The pinkie finger has carbon like fabric which I just don’t like, I think this might crack in time. The other 3 fingers have pads on them.


Hard plastic with carbon fabric covering. Seems to be in the right place for my knuckles.

Wrist strap:

Leather and Velcro with a plastic buckle. A bit to long for my liking.

Cuff: mostly fabric with carbon like material.

Wide enough to get your jacket sleeves in.

Cuff strap:

Leather and Velcro. And just about right for size and shape.


Tufted nylon with Thinsulate and Porelle membrane.


Another thing I’m not to happy with, I would have liked to see a small pocket on the outside of the glove for the connection. Having a hard piece of plastic on the inside annoys me a little, if it were on the outside the only thing that would be inside is the connecting cable which would be much comfier. Another thing that is a bit annoying is the cable for the cloves is HUGE, way to long if you ask me. One of my friends who is 6’3” popped in for a cuppa when I got home, so I tried the wire length on him to see just how long it is, and yup it’s way to long. The arm length was not to bad but still to long and the connecting cable that runs down to the jacket is way to long even for him. Ok I’ll admit I’m only 5’2” tall and I expected it to be a little long, but it really is way to long. The connectors and cabling are good quality and I have no complaints there.
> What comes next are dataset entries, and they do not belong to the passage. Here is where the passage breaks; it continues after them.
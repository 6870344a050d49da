//! File-presence and header checks run before any row is read.

use std::collections::{BTreeMap, BTreeSet};

use subval_ingest::{group_by_file_type, read_header};
use subval_model::{DataType, ErrorType, FILE_LEVEL_LINE, FileType, ReportError, SubmissionFile};
use thiserror::Error;
use tracing::{debug, warn};

use crate::kv::{is_required, key_spec};

/// Line number of the header row.
const HEADER_LINE: u64 = 1;

/// Files to validate: exactly one per file type of the requested data types.
#[derive(Debug, Clone, PartialEq, Eq)]
pub struct ValidationPlan {
    pub data_types: Vec<DataType>,
    pub files: BTreeMap<FileType, SubmissionFile>,
}

/// Required files are missing, duplicated or unreadable.
#[derive(Debug, Clone, PartialEq, Eq, Error)]
#[error("submission is structurally invalid ({} errors)", errors.len())]
pub struct StructuralValidationFailure {
    pub errors: Vec<ReportError>,
}

/// Requested data types plus clinical whenever a feature type is requested,
/// sorted and de-duplicated.
pub fn effective_data_types(requested: &[DataType]) -> Vec<DataType> {
    let mut data_types: BTreeSet<DataType> = requested.iter().copied().collect();
    if data_types.iter().any(|data_type| data_type.is_feature()) {
        data_types.insert(DataType::Clinical);
    }
    data_types.into_iter().collect()
}

/// Checks the file listing of a submission for `data_types`.
pub fn plan_validation(
    files: &[SubmissionFile],
    data_types: &[DataType],
) -> Result<ValidationPlan, StructuralValidationFailure> {
    let grouped = group_by_file_type(files);
    let mut errors = Vec::new();
    let mut planned = BTreeMap::new();

    for &data_type in data_types {
        for &file_type in data_type.file_types() {
            match grouped.get(&file_type).map(Vec::as_slice) {
                None | Some([]) => {
                    if is_required(file_type) {
                        errors.push(
                            ReportError::new(
                                format!("{file_type}.txt"),
                                file_type,
                                ErrorType::MissingFile,
                                FILE_LEVEL_LINE,
                            )
                            .with_value(file_type.as_str()),
                        );
                    }
                }
                Some([file]) => {
                    if let Some(error) = check_header(file_type, file) {
                        errors.push(error);
                    } else {
                        planned.insert(file_type, file.clone());
                    }
                }
                Some(duplicates) => {
                    for file in duplicates {
                        errors.push(
                            ReportError::new(
                                file.name.as_str(),
                                file_type,
                                ErrorType::TooManyFiles,
                                FILE_LEVEL_LINE,
                            )
                            .with_value(file.name.as_str())
                            .with_parameter("count", duplicates.len().to_string()),
                        );
                    }
                }
            }
        }
    }

    if errors.is_empty() {
        debug!(files = planned.len(), "validation planned");
        Ok(ValidationPlan {
            data_types: data_types.to_vec(),
            files: planned,
        })
    } else {
        warn!(errors = errors.len(), "submission is structurally invalid");
        Err(StructuralValidationFailure { errors })
    }
}

/// The header must be wide enough to hold every declared key column.
fn check_header(file_type: FileType, file: &SubmissionFile) -> Option<ReportError> {
    let error = |value: String| {
        ReportError::new(file.name.as_str(), file_type, ErrorType::FileHeader, HEADER_LINE)
            .with_value(value)
    };
    let header = match read_header(&file.path) {
        Ok(header) => header,
        Err(err) => return Some(error(err.to_string())),
    };
    let spec = key_spec(file_type);
    let missing: Vec<&str> = spec
        .key_columns()
        .into_iter()
        .filter(|(index, _)| *index >= header.len())
        .map(|(_, name)| name)
        .collect();
    if missing.is_empty() {
        None
    } else {
        Some(
            error(header.len().to_string())
                .with_fields(missing)
                .with_parameter("expectedColumns", (spec.max_index() + 1).to_string()),
        )
    }
}
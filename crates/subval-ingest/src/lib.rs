//! Reading and discovering tab-separated submission files.

pub mod discovery;
pub mod error;
pub mod reader;

pub use discovery::{discover_submission_files, group_by_file_type, list_submission_files};
pub use error::{IngestError, Result};
pub use reader::{DEFAULT_LOG_THRESHOLD, Row, TsvReader, read_header};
The retail price of £125 is not too bad for what you get, but I would like to see some refinements as mentioned above. One of the other things I would like to see is double stitching throughout. Also the knuckle protector needs a bit more padding behind it, apart from that the comfort is really quite good. Warmth while riding is about right, its only when you stop at lights for a long period that it gets a bit uncomfortable. I have not tried the optional heat controller as yet and I think I will purchase one to try out.